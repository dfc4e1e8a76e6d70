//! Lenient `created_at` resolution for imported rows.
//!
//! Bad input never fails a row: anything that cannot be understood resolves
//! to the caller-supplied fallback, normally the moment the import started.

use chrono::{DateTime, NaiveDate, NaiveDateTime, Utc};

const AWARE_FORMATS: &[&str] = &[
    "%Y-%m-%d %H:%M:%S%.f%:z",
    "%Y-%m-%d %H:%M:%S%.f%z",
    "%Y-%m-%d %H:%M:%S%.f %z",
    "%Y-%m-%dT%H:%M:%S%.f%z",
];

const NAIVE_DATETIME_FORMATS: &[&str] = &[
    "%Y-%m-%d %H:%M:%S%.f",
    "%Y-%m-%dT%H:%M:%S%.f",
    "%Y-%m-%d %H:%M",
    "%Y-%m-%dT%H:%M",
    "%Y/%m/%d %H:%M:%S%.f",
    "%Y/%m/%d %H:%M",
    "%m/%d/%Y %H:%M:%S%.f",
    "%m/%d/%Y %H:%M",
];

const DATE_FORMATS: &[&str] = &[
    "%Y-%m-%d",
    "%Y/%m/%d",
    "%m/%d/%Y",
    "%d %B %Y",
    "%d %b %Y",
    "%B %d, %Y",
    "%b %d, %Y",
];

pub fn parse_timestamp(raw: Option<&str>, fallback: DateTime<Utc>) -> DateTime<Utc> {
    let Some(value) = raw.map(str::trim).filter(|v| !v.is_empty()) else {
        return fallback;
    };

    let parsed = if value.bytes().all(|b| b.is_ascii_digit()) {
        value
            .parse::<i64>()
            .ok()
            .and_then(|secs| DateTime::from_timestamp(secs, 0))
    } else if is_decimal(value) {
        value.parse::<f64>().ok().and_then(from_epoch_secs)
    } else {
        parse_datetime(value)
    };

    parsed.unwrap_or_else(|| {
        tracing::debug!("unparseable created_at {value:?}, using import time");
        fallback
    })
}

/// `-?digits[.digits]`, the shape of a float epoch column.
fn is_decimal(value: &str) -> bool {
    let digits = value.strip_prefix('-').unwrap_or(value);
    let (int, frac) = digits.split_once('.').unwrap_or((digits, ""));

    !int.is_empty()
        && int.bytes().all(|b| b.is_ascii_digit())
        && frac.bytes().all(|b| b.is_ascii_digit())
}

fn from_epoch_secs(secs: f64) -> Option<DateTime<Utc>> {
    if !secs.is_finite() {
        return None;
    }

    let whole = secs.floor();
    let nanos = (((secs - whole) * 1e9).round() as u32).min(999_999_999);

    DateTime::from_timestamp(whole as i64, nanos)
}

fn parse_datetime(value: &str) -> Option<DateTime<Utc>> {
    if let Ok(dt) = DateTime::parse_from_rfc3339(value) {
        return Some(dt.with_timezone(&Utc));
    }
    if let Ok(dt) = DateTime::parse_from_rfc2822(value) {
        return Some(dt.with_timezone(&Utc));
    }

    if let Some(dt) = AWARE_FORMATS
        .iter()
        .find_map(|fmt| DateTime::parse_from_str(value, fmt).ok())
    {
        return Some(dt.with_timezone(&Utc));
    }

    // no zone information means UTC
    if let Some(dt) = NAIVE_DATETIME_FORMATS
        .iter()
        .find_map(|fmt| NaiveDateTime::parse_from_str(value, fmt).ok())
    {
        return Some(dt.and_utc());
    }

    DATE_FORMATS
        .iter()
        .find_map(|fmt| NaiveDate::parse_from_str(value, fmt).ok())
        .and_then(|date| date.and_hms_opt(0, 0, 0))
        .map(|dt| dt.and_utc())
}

---

▶ _To do_:
The records above are to be transcribed exactly and completely.

▶ _Output of the exercise_:
repository dfc4e1e8a76e6d70
//! Lenient `created_at` resolution for imported rows.
//!
//! Bad input never fails a row: anything that cannot be understood resolves
//! to the caller-supplied fallback, normally the moment the import started.

use chrono::{DateTime, NaiveDate, NaiveDateTime, Utc};

const AWARE_FORMATS: &[&str] = &[
    "%Y-%m-%d %H:%M:%S%.f%:z",
    "%Y-%m-%d %H:%M:%S%.f%z",
    "%Y-%m-%d %H:%M:%S%.f %z",
    "%Y-%m-%dT%H:%M:%S%.f%z",
];

const NAIVE_DATETIME_FORMATS: &[&str] = &[
    "%Y-%m-%d %H:%M:%S%.f",
    "%Y-%m-%dT%H:%M:%S%.f",
    "%Y-%m-%d %H:%M",
    "%Y-%m-%dT%H:%M",
    "%Y/%m/%d %H:%M:%S%.f",
    "%Y/%m/%d %H:%M",
    "%m/%d/%Y %H:%M:%S%.f",
    "%m/%d/%Y %H:%M",
];

const DATE_FORMATS: &[&str] = &[
    "%Y-%m-%d",
    "%Y/%m/%d",
    "%m/%d/%Y",
    "%d %B %Y",
    "%d %b %Y",
    "%B %d, %Y",
    "%b %d, %Y",
];

pub fn parse_timestamp(raw: Option<&str>, fallback: DateTime<Utc>) -> DateTime<Utc> {
    let Some(value) = raw.map(str::trim).filter(|v| !v.is_empty()) else {
        return fallback;
    };

    let parsed = if value.bytes().all(|b| b.is_ascii_digit()) {
        value
            .parse::<i64>()
            .ok()
            .and_then(|secs| DateTime::from_timestamp(secs, 0))
    } else if is_decimal(value) {
        value.parse::<f64>().ok().and_then(from_epoch_secs)
    } else {
        parse_datetime(value)
    };

    parsed.unwrap_or_else(|| {
        tracing::debug!("unparseable created_at {value:?}, using import time");
        fallback
    })
}

/// `-?digits[.digits]`, the shape of a float epoch column.
fn is_decimal(value: &str) -> bool {
    let digits = value.strip_prefix('-').unwrap_or(value);
    let (int, frac) = digits.split_once('.').unwrap_or((digits, ""));

    !int.is_empty()
        && int.bytes().all(|b| b.is_ascii_digit())
        && frac.bytes().all(|b| b.is_ascii_digit())
}

fn from_epoch_secs(secs: f64) -> Option<DateTime<Utc>> {
    if !secs.is_finite() {
        return None;
    }

    let whole = secs.floor();
    let nanos = (((secs - whole) * 1e9).round() as u32).min(999_999_999);

    DateTime::from_timestamp(whole as i64, nanos)
}

fn parse_datetime(value: &str) -> Option<DateTime<Utc>> {
    if let Ok(dt) = DateTime::parse_from_rfc3339(value) {
        return Some(dt.with_timezone(&Utc));
    }
    if let Ok(dt) = DateTime::parse_from_rfc2822(value) {
        return Some(dt.with_timezone(&Utc));
    }

    if let Some(dt) = AWARE_FORMATS
        .iter()
        .find_map(|fmt| DateTime::parse_from_str(value, fmt).ok())
    {
        return Some(dt.with_timezone(&Utc));
    }

    // no zone information means UTC
    if let Some(dt) = NAIVE_DATETIME_FORMATS
        .iter()
        .find_map(|fmt| NaiveDateTime::parse_from_str(value, fmt).ok())
    {
        return Some(dt.and_utc());
    }

    DATE_FORMATS
        .iter()
        .find_map(|fmt| NaiveDate::parse_from_str(value, fmt).ok())
        .and_then(|date| date.and_hms_opt(0, 0, 0))
        .map(|dt| dt.and_utc())
}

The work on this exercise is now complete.